What to produce.
Select all lines in the records that include "ConnectionTrait".

Dataset extract.
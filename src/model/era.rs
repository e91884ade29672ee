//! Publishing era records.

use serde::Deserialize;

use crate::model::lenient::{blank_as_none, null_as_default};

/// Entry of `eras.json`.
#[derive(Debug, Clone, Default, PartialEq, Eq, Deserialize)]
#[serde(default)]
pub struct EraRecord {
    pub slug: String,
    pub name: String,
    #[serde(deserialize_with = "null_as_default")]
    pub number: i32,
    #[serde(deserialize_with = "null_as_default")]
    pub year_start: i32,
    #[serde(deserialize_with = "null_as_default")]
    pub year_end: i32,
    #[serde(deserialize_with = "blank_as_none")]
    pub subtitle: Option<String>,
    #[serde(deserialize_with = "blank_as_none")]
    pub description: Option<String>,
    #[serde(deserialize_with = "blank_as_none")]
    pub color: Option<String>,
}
* * *
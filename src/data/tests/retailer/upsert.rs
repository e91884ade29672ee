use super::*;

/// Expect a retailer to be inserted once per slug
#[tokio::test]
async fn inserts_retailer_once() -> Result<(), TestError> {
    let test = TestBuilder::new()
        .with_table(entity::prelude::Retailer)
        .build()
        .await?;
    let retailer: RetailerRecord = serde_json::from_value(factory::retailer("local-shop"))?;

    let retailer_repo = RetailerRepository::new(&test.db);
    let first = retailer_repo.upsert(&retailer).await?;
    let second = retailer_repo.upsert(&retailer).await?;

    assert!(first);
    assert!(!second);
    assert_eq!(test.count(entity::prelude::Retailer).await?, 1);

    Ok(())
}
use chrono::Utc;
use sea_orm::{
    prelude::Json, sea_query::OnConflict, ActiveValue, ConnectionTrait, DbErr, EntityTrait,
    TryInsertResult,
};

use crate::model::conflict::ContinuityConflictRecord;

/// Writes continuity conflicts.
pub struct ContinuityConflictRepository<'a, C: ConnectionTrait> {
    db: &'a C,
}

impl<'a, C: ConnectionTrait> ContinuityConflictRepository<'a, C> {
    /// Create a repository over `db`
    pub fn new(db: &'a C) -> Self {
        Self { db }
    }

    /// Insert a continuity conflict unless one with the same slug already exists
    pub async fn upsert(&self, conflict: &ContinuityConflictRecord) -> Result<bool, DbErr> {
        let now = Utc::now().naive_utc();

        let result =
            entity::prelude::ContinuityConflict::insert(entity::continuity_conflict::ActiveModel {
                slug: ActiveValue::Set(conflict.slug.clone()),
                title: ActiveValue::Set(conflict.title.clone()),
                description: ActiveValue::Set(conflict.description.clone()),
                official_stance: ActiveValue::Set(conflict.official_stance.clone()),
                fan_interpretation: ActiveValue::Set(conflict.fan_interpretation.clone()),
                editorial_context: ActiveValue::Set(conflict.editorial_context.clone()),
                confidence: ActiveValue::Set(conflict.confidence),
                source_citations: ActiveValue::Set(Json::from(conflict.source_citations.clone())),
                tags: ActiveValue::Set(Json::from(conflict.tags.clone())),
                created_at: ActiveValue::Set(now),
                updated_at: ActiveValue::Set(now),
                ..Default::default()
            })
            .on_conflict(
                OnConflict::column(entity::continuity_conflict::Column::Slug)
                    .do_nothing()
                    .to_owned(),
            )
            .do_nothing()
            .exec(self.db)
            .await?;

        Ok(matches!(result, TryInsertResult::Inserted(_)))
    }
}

Task answer.
    prelude::Json, sea_query::OnConflict, ActiveValue, ConnectionTrait, DbErr, EntityTrait,
pub struct ContinuityConflictRepository<'a, C: ConnectionTrait> {
impl<'a, C: ConnectionTrait> ContinuityConflictRepository<'a, C> {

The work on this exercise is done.